Professor Emerson Reynolds proposes this simple test of the purity of water: Put into a perfectly clean bottle of white glass one half litre of water, and a piece of loaf-sugar the size of a pea. Then set it on a sheet of white paper in a window exposed to the sun's rays for eight or ten days. If the water is then turbid it contains foreign substances, impurities, probably sewage.

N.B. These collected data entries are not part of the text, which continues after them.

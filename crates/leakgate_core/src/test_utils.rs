//! Shared helpers for unit tests.

use std::collections::HashMap;
use std::path::{Path, PathBuf};

use chrono::{TimeZone, Utc};
use regex::Regex;

use leakgate_rules::{Category, Severity, SuppressFn};

use crate::rule::Rule;
use crate::source::{
    BlobId, ChangeKind, ChangedFile, CommitId, CommitRecord, FileData, Identity, RepoSource,
};

/// Builds a High-severity content-secret rule for matcher tests.
pub(crate) fn make_rule(id: &str, regex: &str, keywords: &[&str]) -> Rule {
    Rule {
        id: id.into(),
        category: Category::ContentSecret,
        name: id.into(),
        description: format!("Test rule {id}.").into(),
        severity: Severity::High,
        regex: Regex::new(regex).unwrap(),
        keywords: keywords.iter().map(|&k| k.into()).collect(),
        suppress: None,
        remediation: Category::ContentSecret.remediation().into(),
    }
}

pub(crate) fn make_rule_with_suppress(id: &str, regex: &str, suppress: SuppressFn) -> Rule {
    let mut rule = make_rule(id, regex, &[]);
    rule.suppress = Some(suppress);
    rule
}

/// In-memory repository view for probe tests.
#[derive(Debug, Default)]
pub(crate) struct FakeRepo {
    identity: Option<Identity>,
    files: Vec<(PathBuf, FileData)>,
    commits: Vec<CommitRecord>,
    changes: HashMap<String, Vec<ChangedFile>>,
    blobs: HashMap<String, String>,
    ignore: Option<Vec<String>>,
}

impl FakeRepo {
    pub(crate) fn new() -> Self {
        Self::default()
    }

    pub(crate) fn with_identity(mut self, name: &str, email: &str) -> Self {
        self.identity = Some(Identity {
            name: name.into(),
            email: email.into(),
        });
        self
    }

    pub(crate) fn with_file(mut self, path: &str, content: &str) -> Self {
        self.files.push((PathBuf::from(path), FileData::Text(content.into())));
        self
    }

    pub(crate) fn with_binary_file(mut self, path: &str) -> Self {
        self.files.push((PathBuf::from(path), FileData::Binary));
        self
    }

    pub(crate) fn with_unreadable_file(mut self, path: &str) -> Self {
        self.files.push((PathBuf::from(path), FileData::Unreadable));
        self
    }

    /// Adds a commit; commits are returned in insertion order, so insert
    /// newest first.
    pub(crate) fn with_commit(
        mut self,
        id: &str,
        author_name: &str,
        author_email: &str,
        changes: Vec<ChangedFile>,
    ) -> Self {
        let author = Identity {
            name: author_name.into(),
            email: author_email.into(),
        };
        self.commits.push(CommitRecord {
            id: CommitId(id.into()),
            author: author.clone(),
            committer: author,
            timestamp: Utc.with_ymd_and_hms(2024, 1, 1, 0, 0, 0).unwrap(),
            summary: format!("commit {id}"),
        });
        self.changes.insert(id.into(), changes);
        self
    }

    pub(crate) fn with_blob(mut self, id: &str, content: &str) -> Self {
        self.blobs.insert(id.into(), content.into());
        self
    }

    pub(crate) fn with_ignore(mut self, lines: &[&str]) -> Self {
        self.ignore = Some(lines.iter().map(|&l| l.to_string()).collect());
        self
    }
}

pub(crate) fn added(path: &str, blob: &str) -> ChangedFile {
    ChangedFile {
        path: PathBuf::from(path),
        kind: ChangeKind::Added,
        blob: Some(BlobId(blob.into())),
    }
}

pub(crate) fn deleted(path: &str) -> ChangedFile {
    ChangedFile {
        path: PathBuf::from(path),
        kind: ChangeKind::Deleted,
        blob: None,
    }
}

impl RepoSource for FakeRepo {
    fn current_identity(&self) -> Option<Identity> {
        self.identity.clone()
    }

    fn tracked_files(&self) -> Vec<PathBuf> {
        self.files.iter().map(|(path, _)| path.clone()).collect()
    }

    fn read_file(&self, path: &Path, max_size: Option<u64>) -> FileData {
        let Some((_, data)) = self.files.iter().find(|(p, _)| p == path) else {
            return FileData::Unreadable;
        };
        if let FileData::Text(content) = data
            && let Some(max) = max_size
            && content.len() as u64 > max
        {
            return FileData::TooLarge(content.len() as u64);
        }
        data.clone()
    }

    fn commits(&self, limit: Option<usize>) -> Vec<CommitRecord> {
        let take = limit.unwrap_or(self.commits.len());
        self.commits.iter().take(take).cloned().collect()
    }

    fn commit_changes(&self, id: &CommitId) -> Vec<ChangedFile> {
        self.changes.get(id.as_str()).cloned().unwrap_or_default()
    }

    fn read_blob(&self, blob: &BlobId, max_size: Option<u64>) -> Option<String> {
        let content = self.blobs.get(&blob.0)?;
        if let Some(max) = max_size
            && content.len() as u64 > max
        {
            return None;
        }
        Some(content.clone())
    }

    fn ignore_patterns(&self) -> Option<Vec<String>> {
        self.ignore.clone()
    }
}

The Marquis of Tweeddale (Hay), Fellow of the London Royal Society and President of the Zoölogical Society, who died last December, at the age of fifty-five years, was a distinguished ornithologist, being one of the best authorities on the birds of India and the Eastern Archipelago. He was a voluminous contributor to the "Ibis," the "Proceedings" and the "Transactions" of the Zoölogical Society, the "Annals of Natural History," and other scientific periodicals.

Sixty years ago a farmer in Monmouth County, New Jersey, planted with locust-trees several acres of untillable land; the result of that planting, as related in the "Gardener's Monthly," is a good lesson in rural economy. Years ago the trees first set out were cut down, but the second growth quickly covered the ground, and last year this second growth was cut. This timber was worked into farm-fence posts, garden fence posts, and fence-stakes, the whole worth about $2,000—the cost of cutting being offset by the fuel value of the tops which were unfit for other uses. One grove thirty-seven hundredths of an acre in area yielded 1,400 "five-hole posts," 150 garden fence posts, and 200 fence-stakes: at this rate the product of an acre would be about $3,000.

James McNab, Curator of the Botanic Garden at Edinburgh, died in November, aged sixty-eight years. His predecessor in the curatorship was his father, from whom McNab received a thorough botanical training. Deceased was a frequent contributor to horticultural and scientific periodicals.

Colonel P. W. Norris lately exhibited at Detroit the head and antlers of a huge animal killed in the Yellowstone National Park. The antlers are webbed, and the animal to which they belong is believed to have been a cross between the elk and the moose.